Outra questão que chamou a atenção dos promotores responsáveis pelo caso é que apesar do registro formal de várias trocas no comando da ONG, na prática, a entidade sempre foi comandada de fato por Cássio Souto Santos, mas quem aparecia administrado o Gamp era seu sobrinho, como diretor-presidente, por anos – as duas irmãs e uma sobrinha como membros do Conselho de Administração – uma irmã trabalha no setor administrativo – o cunhado é o diretor de compras – e um sobrinho encarregado de órteses e próteses. O responsável pelo setor de Ensino e Pesquisa do Gamp é um cunhado do médico, que sequer concluiu o ensino fundamental.
COOPTAÇÃO
O MP constatou que ação criminosa agia na cooptação de Secretários de Saúde e agentes públicos nos municípios em que a organização social operava. A atual diretora-presidente da Gamp foi secretária de Saúde do município de Amparo, em São Paulo, entre os anos de 2013 e 2016. O superintendente do Gamp, para atuar em Canoas, foi secretário de Saúde de Parauapebas, no Pará. O atual controller nacional do grupo foi secretário de Saúde de Canoas entre 2013 e 2016, quando foram assinados os termos de fomento em investigação. Um secretário adjunto da Saúde de Canoas, exonerado em julho de 2017, foi logo em seguida contratado pelo Grupo como diretor-administrativo do Hospital de Pronto Socorro, ele recebia verbas do Gamp quando ainda estava na Administração, como responsável por fiscalizar os serviços prestados pela instituição.
AFASTAMENTO IMEDIATO
Na tarde de sexta, o juiz da 4ª Vara Civil de Canoas, Marcelo Lesche Tonet, atendeu pedido do MP, afastou os dirigentes da OS e determinandou que a Prefeitura de Canoas assuma imediatamente as unidades de saúde do município administradas pelo Gamp pelo prazo de 180 dias e “com envio mensal de relatório dos atos e atividades desenvolvidos e gastos realizados no exercício da gestão (indicação do responsável direto pela gestão, gastos, empenhos, etc.)”, diz o despacho.

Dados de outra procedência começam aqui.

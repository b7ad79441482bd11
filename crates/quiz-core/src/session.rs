//! The session/screen state machine.
//!
//! Pure state: [`SessionView::apply`] consumes a decoded [`ServerMessage`]
//! and returns [`ViewChanged`] flags; the action builders
//! ([`register`](SessionView::register), [`unregister`](SessionView::unregister),
//! [`guess`](SessionView::guess)) turn user gestures into outbound
//! [`ClientMessage`]s. No I/O and no UI dependency, so the machine is
//! testable without a UI host; rendering layers diff-apply the view.

use std::collections::VecDeque;

use crate::protocol::{ClientMessage, ServerMessage};

// ---------------------------------------------------------------------------
// Screens
// ---------------------------------------------------------------------------

/// The four mutually exclusive screens. Exactly one is visible at any
/// time; the partition holds by construction because visibility derives
/// from the single [`SessionView::current_screen`] field.
#[derive(Debug, Clone, Copy, PartialEq, Eq)]
pub enum ScreenId {
    /// Name-entry form.
    EnterYourName,
    /// Lobby; shows the registered name.
    WaitingToStart,
    /// Active question with one control per answer variant.
    GuessScreen,
    /// Post-answer feedback (score + correctness).
    WaitingForNextQuestion,
}

impl ScreenId {
    /// Every screen, for partition checks and hide-all sweeps.
    pub const ALL: [ScreenId; 4] = [
        ScreenId::EnterYourName,
        ScreenId::WaitingToStart,
        ScreenId::GuessScreen,
        ScreenId::WaitingForNextQuestion,
    ];

    /// The UI region id this screen occupies, matching the page markup
    /// the game serves.
    pub fn element_id(self) -> &'static str {
        match self {
            ScreenId::EnterYourName => "enter_your_name",
            ScreenId::WaitingToStart => "waiting_to_start_the_game",
            ScreenId::GuessScreen => "guess_screen",
            ScreenId::WaitingForNextQuestion => "waiting_for_the_next_question_screen",
        }
    }
}

// ---------------------------------------------------------------------------
// Session events (log)
// ---------------------------------------------------------------------------

/// Semantic category for log entries. The UI layer decides how to style each.
#[derive(Debug, Clone, Copy, PartialEq, Eq)]
pub enum LogCategory {
    System,
    Action,
    Error,
    Info,
}

/// A structured session event for the log region. Frontends render these
/// however they see fit.
#[derive(Debug, Clone, PartialEq, Eq)]
pub enum SessionEvent {
    /// The server synced our registration state.
    Synced { registered: bool },
    /// A question arrived.
    QuestionAsked { variants: u32 },
    /// Our guess was scored.
    GuessScored { score: u32, correct: bool },
    /// Application-level error from the server.
    ServerError { text: String },
    /// The server announced it is closing the connection.
    ClosedByServer { reason: String },
    /// The transport dropped.
    Disconnected,
    /// Ad-hoc local feedback.
    Text { text: String, category: LogCategory },
}

impl SessionEvent {
    /// Semantic category for styling purposes.
    pub fn category(&self) -> LogCategory {
        match self {
            Self::Synced { .. } | Self::QuestionAsked { .. } => LogCategory::System,
            Self::GuessScored { .. } => LogCategory::Action,
            Self::ServerError { .. } | Self::ClosedByServer { .. } | Self::Disconnected => {
                LogCategory::Error
            }
            Self::Text { category, .. } => *category,
        }
    }
}

// ---------------------------------------------------------------------------
// Change flags
// ---------------------------------------------------------------------------

/// Describes what changed in the view after applying a server message,
/// so the rendering layer can decide what to re-render.
#[derive(Debug, Clone, Copy, Default, PartialEq, Eq)]
pub struct ViewChanged {
    /// The visible screen changed.
    pub screen: bool,
    /// The displayed player name changed.
    pub name: bool,
    /// The score or correctness indicator changed.
    pub score: bool,
    /// The answer-control set was rebuilt.
    pub question: bool,
    /// A session event was logged.
    pub log: bool,
}

impl ViewChanged {
    /// Returns `true` if any flag is set.
    pub fn any(self) -> bool {
        self.screen || self.name || self.score || self.question || self.log
    }
}

// ---------------------------------------------------------------------------
// SessionView
// ---------------------------------------------------------------------------

/// The question currently on screen.
#[derive(Debug, Clone, Copy, PartialEq, Eq)]
pub struct ActiveQuestion {
    /// Number of answer controls; controls are labeled `0..variant_count`.
    pub variant_count: u32,
}

impl ActiveQuestion {
    /// Zero-based labels for the answer controls, in ascending order.
    pub fn variant_labels(&self) -> impl Iterator<Item = u32> {
        0..self.variant_count
    }
}

/// All player-visible session state. One instance per connection; the
/// owning controller recreates it on a full reconnect since the server
/// re-sends `status` to every fresh connection.
#[derive(Debug, Clone)]
pub struct SessionView {
    /// Registered player name, once the server confirms one.
    pub player_name: Option<String>,
    /// Our score, as last reported by the server.
    pub score: u32,
    /// Whether the last answer was correct. Drives the two mutually
    /// exclusive correctness indicators: exactly one shows when this is
    /// `Some`, neither when it is `None`.
    pub last_answer_correct: Option<bool>,
    /// The question currently on screen, if any.
    pub active_question: Option<ActiveQuestion>,
    /// The single visible screen.
    pub current_screen: ScreenId,
    /// Connection status, maintained by the owning controller.
    pub connected: bool,
    /// Structured session events for the log region.
    pub events: VecDeque<SessionEvent>,
}

impl Default for SessionView {
    fn default() -> Self {
        Self::new()
    }
}

impl SessionView {
    pub fn new() -> Self {
        Self {
            player_name: None,
            score: 0,
            last_answer_correct: None,
            active_question: None,
            current_screen: ScreenId::EnterYourName,
            connected: true,
            events: VecDeque::new(),
        }
    }

    /// Return the view to its initial values. Used on full reconnect:
    /// the server is the source of truth and will re-send `status`.
    pub fn reset(&mut self) {
        *self = Self::new();
    }

    /// Whether the given screen is the visible one.
    pub fn is_visible(&self, screen: ScreenId) -> bool {
        self.current_screen == screen
    }

    /// Show one screen, hiding every other. Assigning the single
    /// `current_screen` field is the hide-all-then-show-one rule.
    pub fn show_screen(&mut self, screen: ScreenId) {
        self.current_screen = screen;
    }

    /// Append a session event, keeping only the last 100 entries.
    pub fn add_event(&mut self, event: SessionEvent) {
        self.events.push_back(event);
        if self.events.len() > 100 {
            self.events.pop_front();
        }
    }

    /// Convenience: append a [`SessionEvent::Text`] for ad-hoc feedback.
    pub fn add_message(&mut self, text: String, category: LogCategory) {
        self.add_event(SessionEvent::Text { text, category });
    }

    // ------------------------------------------------------------------
    // Inbound dispatch
    // ------------------------------------------------------------------

    /// Apply a server message to the view.
    ///
    /// Returns a [`ViewChanged`] describing which aspects were modified.
    pub fn apply(&mut self, msg: &ServerMessage) -> ViewChanged {
        let mut changed = ViewChanged::default();

        match msg {
            ServerMessage::Status { registered, name } => {
                if *registered {
                    if let Some(name) = name {
                        self.player_name = Some(name.clone());
                        changed.name = true;
                    }
                    self.show_screen(ScreenId::WaitingToStart);
                } else {
                    if self.player_name.take().is_some() {
                        changed.name = true;
                    }
                    self.show_screen(ScreenId::EnterYourName);
                }
                self.add_event(SessionEvent::Synced {
                    registered: *registered,
                });
                changed.screen = true;
                changed.log = true;
            }
            ServerMessage::Question { number_of_variants } => {
                // Unconditional replace, never append: re-delivery while
                // already on the guess screen rebuilds the control set.
                self.active_question = Some(ActiveQuestion {
                    variant_count: *number_of_variants,
                });
                self.show_screen(ScreenId::GuessScreen);
                self.add_event(SessionEvent::QuestionAsked {
                    variants: *number_of_variants,
                });
                changed.question = true;
                changed.screen = true;
                changed.log = true;
            }
            ServerMessage::Guessed { score, correct } => {
                self.score = *score;
                self.last_answer_correct = Some(*correct);
                self.show_screen(ScreenId::WaitingForNextQuestion);
                self.add_event(SessionEvent::GuessScored {
                    score: *score,
                    correct: *correct,
                });
                changed.score = true;
                changed.screen = true;
                changed.log = true;
            }
            ServerMessage::Error { text } => {
                self.add_event(SessionEvent::ServerError { text: text.clone() });
                changed.log = true;
            }
            ServerMessage::ConnectionClosed { reason } => {
                self.add_event(SessionEvent::ClosedByServer {
                    reason: reason.clone(),
                });
                changed.log = true;
            }
        }

        changed
    }

    // ------------------------------------------------------------------
    // Outbound action builders
    // ------------------------------------------------------------------
    //
    // None of these are gated by the current screen: any action can be
    // invoked regardless of what is displayed, matching the game's
    // original client.

    /// Build a register message, or `None` for the empty string.
    ///
    /// The rejection is silent with no user feedback; the name is not
    /// trimmed (only the exactly-empty string is refused).
    pub fn register(&self, name: &str) -> Option<ClientMessage> {
        if name.is_empty() {
            return None;
        }
        Some(ClientMessage::Register {
            name: name.to_string(),
        })
    }

    /// Build an unregister message.
    pub fn unregister(&self) -> ClientMessage {
        ClientMessage::Unregister {}
    }

    /// Build a guess for the zero-based answer control index.
    pub fn guess(&self, variant: u32) -> ClientMessage {
        ClientMessage::Guess { variant }
    }
}
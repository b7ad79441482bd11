//! Client orchestrator — connects the reconnect supervisor, the session
//! controller, and the TUI frontend.
//!
//! This module owns the outer loop: ask the supervisor for a session,
//! drive it until the connection drops or the user quits, repeat. One
//! reconnect cycle per connection loss; a quit flips the shutdown signal
//! so the supervisor stops cleanly.

use std::time::Duration;

use tokio::sync::watch;

use quiz_client::controller::{PollResult, SessionController};
use quiz_client::reconnect::{Connector, ReconnectPolicy, Reconnector};

use crate::tui::{Tui, UserIntent};

/// How a session ended, from the frontend's point of view.
#[derive(Debug, PartialEq, Eq)]
enum SessionEnd {
    /// The connection dropped; the supervisor should replace it.
    Disconnected,
    /// The user asked to leave; shut the whole client down.
    Quit,
}

/// Start the quiz client against the given server URL.
pub async fn start_client(server_url: &str) -> Result<(), Box<dyn std::error::Error>> {
    // Build the WS URL (append the fixed /ws path if the caller didn't).
    let ws_url = if server_url.ends_with("/ws") {
        server_url.to_string()
    } else {
        format!("{}/ws", server_url.trim_end_matches('/'))
    };

    let (shutdown_tx, shutdown_rx) = watch::channel(false);
    let mut reconnector = Reconnector::to_url(ws_url, ReconnectPolicy::default(), shutdown_rx);

    let mut tui = Tui::setup()?;
    let result = run(&mut tui, &mut reconnector, &shutdown_tx).await;
    tui.teardown()?;
    result
}

// ---------------------------------------------------------------------------
// Event loop
// ---------------------------------------------------------------------------

async fn run<C: Connector>(
    tui: &mut Tui,
    reconnector: &mut Reconnector<C>,
    shutdown: &watch::Sender<bool>,
) -> Result<(), Box<dyn std::error::Error>> {
    // Each loop iteration is one connection's lifetime. The session view
    // starts fresh every time; the server re-syncs it with `status`.
    while let Some(mut ctrl) = reconnector.next_session().await? {
        if run_session(tui, &mut ctrl).await? == SessionEnd::Quit {
            let _ = shutdown.send(true);
            break;
        }
    }
    Ok(())
}

async fn run_session(
    tui: &mut Tui,
    ctrl: &mut SessionController,
) -> Result<SessionEnd, Box<dyn std::error::Error>> {
    loop {
        tui.render(&ctrl.view)?;

        tokio::select! {
            poll = ctrl.recv() => {
                match poll {
                    PollResult::Updated(_) => {}
                    PollResult::Disconnected => {
                        // Show the outage before the supervisor replaces us.
                        tui.render(&ctrl.view)?;
                        return Ok(SessionEnd::Disconnected);
                    }
                    PollResult::Empty => {}
                }
            }

            _ = tokio::time::sleep(Duration::from_millis(50)) => {
                match tui.poll_and_handle_input(&ctrl.view)? {
                    UserIntent::Quit => return Ok(SessionEnd::Quit),
                    UserIntent::Send(msg) => ctrl.send(msg),
                    UserIntent::Feedback(text, category) => ctrl.add_message(text, category),
                    UserIntent::None => {}
                }
            }
        }
    }
}
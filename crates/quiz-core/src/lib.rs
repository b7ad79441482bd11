pub mod protocol;
pub mod session;
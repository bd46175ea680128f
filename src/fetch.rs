use crate::http::HttpGet;
use crate::models::MccReport;
use crate::parser::ReportParser;
use crate::{errors::DatastoreError, Result};
use polars::prelude::DataFrame;
use serde_json::Value;

pub const SUBJECTS_DIR: &str = "subjects";
pub const IMAGING_DIR: &str = "imaging";
pub const BLOOD_DIR: &str = "blood";

/// Fetches report files from `<api_root>/<directory>/<file>`, one request at a time.
pub struct ReportsClient<'a> {
    http: &'a dyn HttpGet,
    api_root: &'a str,
}

impl<'a> ReportsClient<'a> {
    pub fn new(http: &'a dyn HttpGet, api_root: &'a str) -> Self {
        Self { http, api_root }
    }

    pub fn url(&self, directory: &str, file: &str) -> String {
        [self.api_root.trim_end_matches('/'), directory, file].join("/")
    }

    /// Body of a report, or `Unavailable` naming the file for any status other than 200.
    pub fn get_report(&self, directory: &str, file: &str) -> Result<Vec<u8>> {
        let url = self.url(directory, file);
        let response = self.http.get(&url)?;
        if !response.is_ok() {
            log::warn!("{} returned HTTP {}", url, response.status);
            return Err(DatastoreError::Unavailable {
                source_file: file.to_string(),
                status: response.status,
            });
        }
        log::debug!("Fetched {} ({} bytes)", url, response.body.len());
        Ok(response.body)
    }

    pub fn get_json(&self, directory: &str, file: &str) -> Result<Value> {
        let body = self.get_report(directory, file)?;
        ReportParser::parse_json(&body)
    }

    pub fn get_csv(&self, directory: &str, file: &str) -> Result<DataFrame> {
        let body = self.get_report(directory, file)?;
        ReportParser::parse_csv(&body)
    }

    /// Every centre's JSON payload, in order. Stops at the first unavailable report so that
    /// partial data is never returned.
    pub fn get_mcc_json(&self, directory: &str, reports: &[MccReport]) -> Result<Vec<(String, Value)>> {
        let mut payloads = Vec::with_capacity(reports.len());
        for report in reports {
            let payload = self.get_json(directory, &report.file)?;
            payloads.push((report.mcc.clone(), payload));
        }
        Ok(payloads)
    }
}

O magistrado também proibiu novas contratações entre a Gamp e a Prefeitura de Canoas, sob pena de responsabilização dos envolvidos. Mesmo após a decisão da Justiça o grupo seguiu operando o serviço neste sábado (8). A prefeitura alega que não foi notificada oficialmente da decisão. Os oficiais de plantão de Canoas não têm mandado para cumprir neste final de semana.